Cultura de género y cultura literaria: dos planos que no deben confundirse
La igualdad de género es un objetivo cultural innegociable. Su defensa pertenece al ámbito ético y social, no al literario. La cultura de género busca justicia; la cultura literaria busca belleza, verdad y lenguaje.
Ambas pueden coexistir —y deben hacerlo—, pero cuando una invade a la otra, el resultado es peligroso: o la literatura se politiza, o la cultura se empobrece. La historia literaria latinoamericana ha sido efectivamente desigual: más hombres publicados, más nombres masculinos en los manuales.

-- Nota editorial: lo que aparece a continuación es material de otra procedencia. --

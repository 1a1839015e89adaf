use crate::advisory::hints::{AdvisoryHints, Anchor};
use crate::analyze::profile::LayoutProfile;
use crate::foundation::core::{Axis, BoxPx, Point, Vec2};
use crate::foundation::math::{finite_or, round2, safe_div};
use serde::{Deserialize, Serialize};

/// Width-over-height predominance required before a vertical target re-stacks children.
pub const RESTACK_WIDTH_PREDOMINANCE: f64 = 1.1;
/// Tolerance (px) of the fit test.
pub const FIT_EPS: f64 = 0.01;

/// A freeform child to place: id plus its scaled box in the container frame.
#[derive(Clone, Debug, PartialEq, Serialize, Deserialize)]
pub struct FreeformChild {
    /// Node id.
    pub id: String,
    /// Scaled box.
    pub bbox: BoxPx,
}

/// Projected top-left of one child.
#[derive(Clone, Debug, PartialEq, Serialize, Deserialize)]
pub struct ProjectedChild {
    /// Node id.
    pub id: String,
    /// New top-left, rounded to two decimals.
    pub position: Point,
}

/// Branch the projector took.
#[derive(Clone, Copy, Debug, PartialEq, Eq, Serialize, Deserialize)]
#[serde(rename_all = "kebab-case")]
pub enum ProjectionMode {
    /// Content already fit; positions unchanged.
    PassThrough,
    /// Centers mapped linearly into the safe bounds.
    Mapped,
    /// Children re-stacked top to bottom.
    Restacked,
}

/// Output of [`project_absolute`], in input order.
#[derive(Clone, Debug, PartialEq, Serialize, Deserialize)]
pub struct Projection {
    /// Branch taken.
    pub mode: ProjectionMode,
    /// One entry per input child, same order as the input.
    pub children: Vec<ProjectedChild>,
    /// Children placed by an advisory anchor or offset instead of the branch above.
    #[serde(default, skip_serializing_if = "Vec::is_empty")]
    pub hinted: Vec<String>,
}

/// Union of the children's boxes, `None` for no children.
pub fn measure_bounds(children: &[FreeformChild]) -> Option<BoxPx> {
    children
        .iter()
        .map(|c| c.bbox.normalized())
        .reduce(BoxPx::union)
}

fn placed(id: &str, x: f64, y: f64) -> ProjectedChild {
    ProjectedChild {
        id: id.to_string(),
        position: Point::new(round2(x), round2(y)),
    }
}

/// Map `center` from the source range to the target range and clamp the resulting box.
fn map_axis(child: BoxPx, content: BoxPx, safe: BoxPx, axis: Axis) -> f64 {
    let len = child.len(axis);
    let (src_start, src_len) = (content.start(axis), content.len(axis));
    let (dst_start, dst_len) = (safe.start(axis), safe.len(axis));
    let center = child.start(axis) + len * 0.5;

    let t = safe_div(center - src_start, src_len, 0.5);
    let mapped_center = dst_start + t * dst_len;
    if len >= dst_len {
        return dst_start + (dst_len - len) * 0.5;
    }
    (mapped_center - len * 0.5).clamp(dst_start, dst_start + dst_len - len)
}

/// Stack children top to bottom in left-to-right order, spreading the leftover height evenly.
///
/// When the children are taller than the safe range the gap is zero; the overflow is left for
/// the QA warnings to report.
fn restack(children: &[FreeformChild], safe: BoxPx) -> Vec<ProjectedChild> {
    let mut order: Vec<usize> = (0..children.len()).collect();
    order.sort_by(|&a, &b| {
        let (ba, bb) = (children[a].bbox, children[b].bbox);
        ba.x.total_cmp(&bb.x).then(ba.y.total_cmp(&bb.y))
    });

    let total_h: f64 = children.iter().map(|c| c.bbox.height).sum();
    let gaps = children.len().saturating_sub(1).max(1) as f64;
    let gap = ((safe.height - total_h) / gaps).max(0.0);

    let mut out = vec![None; children.len()];
    let mut y = safe.y;
    for i in order {
        let c = &children[i];
        let x = safe.x + (safe.width - c.bbox.width) * 0.5;
        out[i] = Some(placed(&c.id, x, y));
        y += c.bbox.height + gap;
    }
    out.into_iter().flatten().collect()
}

/// Return `true` when the content's extent fits the safe extent on both axes.
///
/// Only extents are compared: content that fits keeps its authored offsets even when those sit
/// partly inside the safe margin, which the QA warnings then report.
pub fn content_fits(content: BoxPx, safe: BoxPx) -> bool {
    content.width <= safe.width + FIT_EPS && content.height <= safe.height + FIT_EPS
}

/// Place freeform children inside the target safe bounds.
///
/// Children and bounds share the container frame; sizes are already scaled. Nothing is shrunk
/// to fit: a re-stack taller than the safe range, or a child longer than it, overflows and is
/// left for the QA warnings.
pub fn project_absolute(
    children: &[FreeformChild],
    content_bounds: BoxPx,
    target_safe: BoxPx,
    profile: LayoutProfile,
) -> Projection {
    let content = content_bounds.normalized();
    let safe = target_safe.normalized();

    if content_fits(content, safe) {
        return Projection {
            mode: ProjectionMode::PassThrough,
            children: children
                .iter()
                .map(|c| placed(&c.id, c.bbox.x, c.bbox.y))
                .collect(),
            hinted: Vec::new(),
        };
    }

    if profile == LayoutProfile::Vertical
        && children.len() >= 2
        && content.width > content.height * RESTACK_WIDTH_PREDOMINANCE
    {
        return Projection {
            mode: ProjectionMode::Restacked,
            children: restack(children, safe),
            hinted: Vec::new(),
        };
    }

    Projection {
        mode: ProjectionMode::Mapped,
        children: children
            .iter()
            .map(|c| {
                let b = c.bbox.normalized();
                placed(
                    &c.id,
                    map_axis(b, content, safe, Axis::Horizontal),
                    map_axis(b, content, safe, Axis::Vertical),
                )
            })
            .collect(),
        hinted: Vec::new(),
    }
}

/// Top-left that puts a `width` x `height` box at `anchor` inside `safe`, moved by `offset`.
pub fn anchored_position(
    anchor: Anchor,
    offset: Vec2,
    width: f64,
    height: f64,
    safe: BoxPx,
) -> Point {
    let safe = safe.normalized();
    let (fx, fy) = anchor.fractions();
    let x = safe.x + (safe.width - width) * fx + finite_or(offset.x, 0.0);
    let y = safe.y + (safe.height - height) * fy + finite_or(offset.y, 0.0);
    Point::new(round2(x), round2(y))
}

/// Override projected positions with advisory anchors and offsets.
///
/// `children` must be the slice the projection was built from. An anchor places the child
/// against `safe`; an offset alone nudges the projected position. Advisory placement is not
/// clamped, so hinted children may leave the safe bounds.
pub fn apply_placement_hints(
    projection: &mut Projection,
    children: &[FreeformChild],
    hints: &AdvisoryHints,
    safe: BoxPx,
) {
    for (pc, c) in projection.children.iter_mut().zip(children) {
        let Some(hint) = hints.node(&c.id) else {
            continue;
        };
        let offset = hint.offset.unwrap_or(Vec2::ZERO);
        let position = match hint.anchor {
            Some(anchor) => anchored_position(anchor, offset, c.bbox.width, c.bbox.height, safe),
            None if hint.offset.is_some() => Point::new(
                round2(pc.position.x + finite_or(offset.x, 0.0)),
                round2(pc.position.y + finite_or(offset.y, 0.0)),
            ),
            None => continue,
        };
        pc.position = position;
        projection.hinted.push(pc.id.clone());
    }
}

#[cfg(test)]
#[path = "../../tests/unit/project/absolute.rs"]
mod tests;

Pero de ahí no se desprende que haya existido una conspiración misógina deliberada.
Si se afirma que los cánones invisibilizaron autoras, hay que demostrarlo con casos concretos —Elena Garro, Rosario Castellanos, Clarice Lispector— y con análisis crítico, no con simple aritmética. Los números no prueban discriminación; prueban desequilibrio, que no siempre significa injusticia.
El criterio de selección: calidad literaria
En el fondo, la pregunta es sencilla y decisiva: ¿Debe el criterio de selección ser el género del autor o la calidad literaria? Si la respuesta es el género, convertimos la literatura en propaganda. Si la respuesta es la calidad, pero entendida desde cánones rígidos, corremos el riesgo de perpetuar exclusiones históricas.
La solución está en el punto medio: mantener la exigencia estética y ampliar la mirada para descubrir obras que, quizá por contexto o época, no fueron suficientemente valoradas. El papel de un editor público no es equilibrar estadísticas, sino abrir caminos de lectura; no cumplir cuotas, sino formar criterio.
El riesgo de lo políticamente correcto
En tiempos donde la sensibilidad cultural se confunde con censura preventiva, la defensa de la calidad artística parece un acto de rebeldía. Pero una república que aspira a ser plural no necesita una literatura obediente, sino una literatura libre. El pensamiento crítico nace de la contradicción, no de la unanimidad.
Cuando el arte se ve forzado a coincidir con los discursos oficiales —por bienintencionados que sean—, pierde su capacidad de interpelar y de crear nuevos significados.
La cultura oficial puede promover igualdad, pero no dictar qué autores deben leerse ni cuáles deben ser omitidos para no ofender a nadie.
Un equilibrio posible
La discusión abierta por Taibo II revela una tensión de fondo: la lucha entre la libertad estética y la política de la representación. Ambas son legítimas, pero no equivalentes. La igualdad pertenece a la ética social; la literatura, a la creación. Una sociedad madura debe poder defender las dos sin subordinarlas.
El Estado puede —y debe— fomentar la lectura de autoras, pero no por mandato de género, sino por mérito de escritura. Y la crítica cultural debe dejar de contabilizar mujeres y hombres para volver a leer libros.
El Fondo de Cultura Económica
El Fondo de Cultura Económica no está llamado a ser tribunal de corrección política, sino taller de excelencia literaria. La cultura de género y la cultura literaria pueden y deben coexistir, pero no confundirse: una pertenece a la ética social, la otra a la estética del espíritu.
Cuando se mezclan sin criterio, la literatura se empobrece y la cultura se politiza. El verdadero desafío no está en sumar nombres femeninos a una lista, sino en formar lectores capaces de reconocer —sin etiquetas— la grandeza de toda voz que merezca perdurar.